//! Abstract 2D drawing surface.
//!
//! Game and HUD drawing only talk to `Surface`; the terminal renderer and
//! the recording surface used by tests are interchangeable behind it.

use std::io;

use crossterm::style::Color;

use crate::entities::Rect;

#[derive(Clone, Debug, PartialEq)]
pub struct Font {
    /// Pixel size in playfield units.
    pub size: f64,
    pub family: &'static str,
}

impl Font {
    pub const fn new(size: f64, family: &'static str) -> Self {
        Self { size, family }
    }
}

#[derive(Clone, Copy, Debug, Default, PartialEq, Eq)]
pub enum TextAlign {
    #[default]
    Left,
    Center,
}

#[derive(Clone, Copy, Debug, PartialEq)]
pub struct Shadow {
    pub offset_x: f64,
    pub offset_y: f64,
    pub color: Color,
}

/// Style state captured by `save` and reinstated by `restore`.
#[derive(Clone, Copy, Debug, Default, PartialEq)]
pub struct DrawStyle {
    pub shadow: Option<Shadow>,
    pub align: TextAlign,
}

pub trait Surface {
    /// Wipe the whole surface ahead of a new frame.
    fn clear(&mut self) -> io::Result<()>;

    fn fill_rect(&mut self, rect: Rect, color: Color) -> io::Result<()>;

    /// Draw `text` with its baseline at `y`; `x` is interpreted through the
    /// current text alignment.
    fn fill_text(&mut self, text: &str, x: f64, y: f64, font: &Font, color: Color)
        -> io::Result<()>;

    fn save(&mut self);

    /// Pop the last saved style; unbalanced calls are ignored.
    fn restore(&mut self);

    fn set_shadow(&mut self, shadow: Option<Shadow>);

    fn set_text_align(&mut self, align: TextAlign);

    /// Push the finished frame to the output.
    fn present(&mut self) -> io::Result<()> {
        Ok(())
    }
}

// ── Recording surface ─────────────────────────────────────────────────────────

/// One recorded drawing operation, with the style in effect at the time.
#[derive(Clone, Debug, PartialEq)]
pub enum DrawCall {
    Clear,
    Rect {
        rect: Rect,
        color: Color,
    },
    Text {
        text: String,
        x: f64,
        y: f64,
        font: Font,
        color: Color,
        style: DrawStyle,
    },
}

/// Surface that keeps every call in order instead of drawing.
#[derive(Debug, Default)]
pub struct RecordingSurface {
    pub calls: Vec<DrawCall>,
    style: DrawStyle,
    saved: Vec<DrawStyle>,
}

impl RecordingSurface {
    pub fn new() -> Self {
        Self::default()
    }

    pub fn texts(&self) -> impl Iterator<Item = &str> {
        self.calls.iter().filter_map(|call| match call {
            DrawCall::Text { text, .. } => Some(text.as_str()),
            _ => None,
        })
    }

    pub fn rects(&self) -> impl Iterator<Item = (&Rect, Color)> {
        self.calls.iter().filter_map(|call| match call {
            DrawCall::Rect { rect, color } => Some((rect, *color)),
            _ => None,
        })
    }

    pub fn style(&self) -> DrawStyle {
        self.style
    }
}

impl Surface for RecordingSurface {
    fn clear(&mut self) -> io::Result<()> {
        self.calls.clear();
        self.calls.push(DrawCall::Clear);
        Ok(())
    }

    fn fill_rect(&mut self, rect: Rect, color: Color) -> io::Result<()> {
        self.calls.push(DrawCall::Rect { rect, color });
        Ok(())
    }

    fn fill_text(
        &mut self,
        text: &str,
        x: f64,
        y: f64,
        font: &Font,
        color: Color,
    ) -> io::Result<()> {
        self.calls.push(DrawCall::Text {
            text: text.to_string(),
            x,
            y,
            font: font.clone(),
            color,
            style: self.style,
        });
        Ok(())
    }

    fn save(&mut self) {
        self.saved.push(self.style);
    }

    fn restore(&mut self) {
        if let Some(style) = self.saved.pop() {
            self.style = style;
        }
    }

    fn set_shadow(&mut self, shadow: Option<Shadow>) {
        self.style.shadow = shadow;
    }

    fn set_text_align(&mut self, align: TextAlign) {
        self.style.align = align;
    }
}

_Problem requirements_
Can you restate every record above word for word?

_Solution to the problem_
//! Abstract 2D drawing surface.
//!
//! Game and HUD drawing only talk to `Surface`; the terminal renderer and
//! the recording surface used by tests are interchangeable behind it.

use std::io;

use crossterm::style::Color;

use crate::entities::Rect;

#[derive(Clone, Debug, PartialEq)]
pub struct Font {
    /// Pixel size in playfield units.
    pub size: f64,
    pub family: &'static str,
}

impl Font {
    pub const fn new(size: f64, family: &'static str) -> Self {
        Self { size, family }
    }
}

#[derive(Clone, Copy, Debug, Default, PartialEq, Eq)]
pub enum TextAlign {
    #[default]
    Left,
    Center,
}

#[derive(Clone, Copy, Debug, PartialEq)]
pub struct Shadow {
    pub offset_x: f64,
    pub offset_y: f64,
    pub color: Color,
}

/// Style state captured by `save` and reinstated by `restore`.
#[derive(Clone, Copy, Debug, Default, PartialEq)]
pub struct DrawStyle {
    pub shadow: Option<Shadow>,
    pub align: TextAlign,
}

pub trait Surface {
    /// Wipe the whole surface ahead of a new frame.
    fn clear(&mut self) -> io::Result<()>;

    fn fill_rect(&mut self, rect: Rect, color: Color) -> io::Result<()>;

    /// Draw `text` with its baseline at `y`; `x` is interpreted through the
    /// current text alignment.
    fn fill_text(&mut self, text: &str, x: f64, y: f64, font: &Font, color: Color)
        -> io::Result<()>;

    fn save(&mut self);

    /// Pop the last saved style; unbalanced calls are ignored.
    fn restore(&mut self);

    fn set_shadow(&mut self, shadow: Option<Shadow>);

    fn set_text_align(&mut self, align: TextAlign);

    /// Push the finished frame to the output.
    fn present(&mut self) -> io::Result<()> {
        Ok(())
    }
}

// ── Recording surface ─────────────────────────────────────────────────────────

/// One recorded drawing operation, with the style in effect at the time.
#[derive(Clone, Debug, PartialEq)]
pub enum DrawCall {
    Clear,
    Rect {
        rect: Rect,
        color: Color,
    },
    Text {
        text: String,
        x: f64,
        y: f64,
        font: Font,
        color: Color,
        style: DrawStyle,
    },
}

/// Surface that keeps every call in order instead of drawing.
#[derive(Debug, Default)]
pub struct RecordingSurface {
    pub calls: Vec<DrawCall>,
    style: DrawStyle,
    saved: Vec<DrawStyle>,
}

impl RecordingSurface {
    pub fn new() -> Self {
        Self::default()
    }

    pub fn texts(&self) -> impl Iterator<Item = &str> {
        self.calls.iter().filter_map(|call| match call {
            DrawCall::Text { text, .. } => Some(text.as_str()),
            _ => None,
        })
    }

    pub fn rects(&self) -> impl Iterator<Item = (&Rect, Color)> {
        self.calls.iter().filter_map(|call| match call {
            DrawCall::Rect { rect, color } => Some((rect, *color)),
            _ => None,
        })
    }

    pub fn style(&self) -> DrawStyle {
        self.style
    }
}

impl Surface for RecordingSurface {
    fn clear(&mut self) -> io::Result<()> {
        self.calls.clear();
        self.calls.push(DrawCall::Clear);
        Ok(())
    }

    fn fill_rect(&mut self, rect: Rect, color: Color) -> io::Result<()> {
        self.calls.push(DrawCall::Rect { rect, color });
        Ok(())
    }

    fn fill_text(
        &mut self,
        text: &str,
        x: f64,
        y: f64,
        font: &Font,
        color: Color,
    ) -> io::Result<()> {
        self.calls.push(DrawCall::Text {
            text: text.to_string(),
            x,
            y,
            font: font.clone(),
            color,
            style: self.style,
        });
        Ok(())
    }

    fn save(&mut self) {
        self.saved.push(self.style);
    }

    fn restore(&mut self) {
        if let Some(style) = self.saved.pop() {
            self.style = style;
        }
    }

    fn set_shadow(&mut self, shadow: Option<Shadow>) {
        self.style.shadow = shadow;
    }

    fn set_text_align(&mut self, align: TextAlign) {
        self.style.align = align;
    }
}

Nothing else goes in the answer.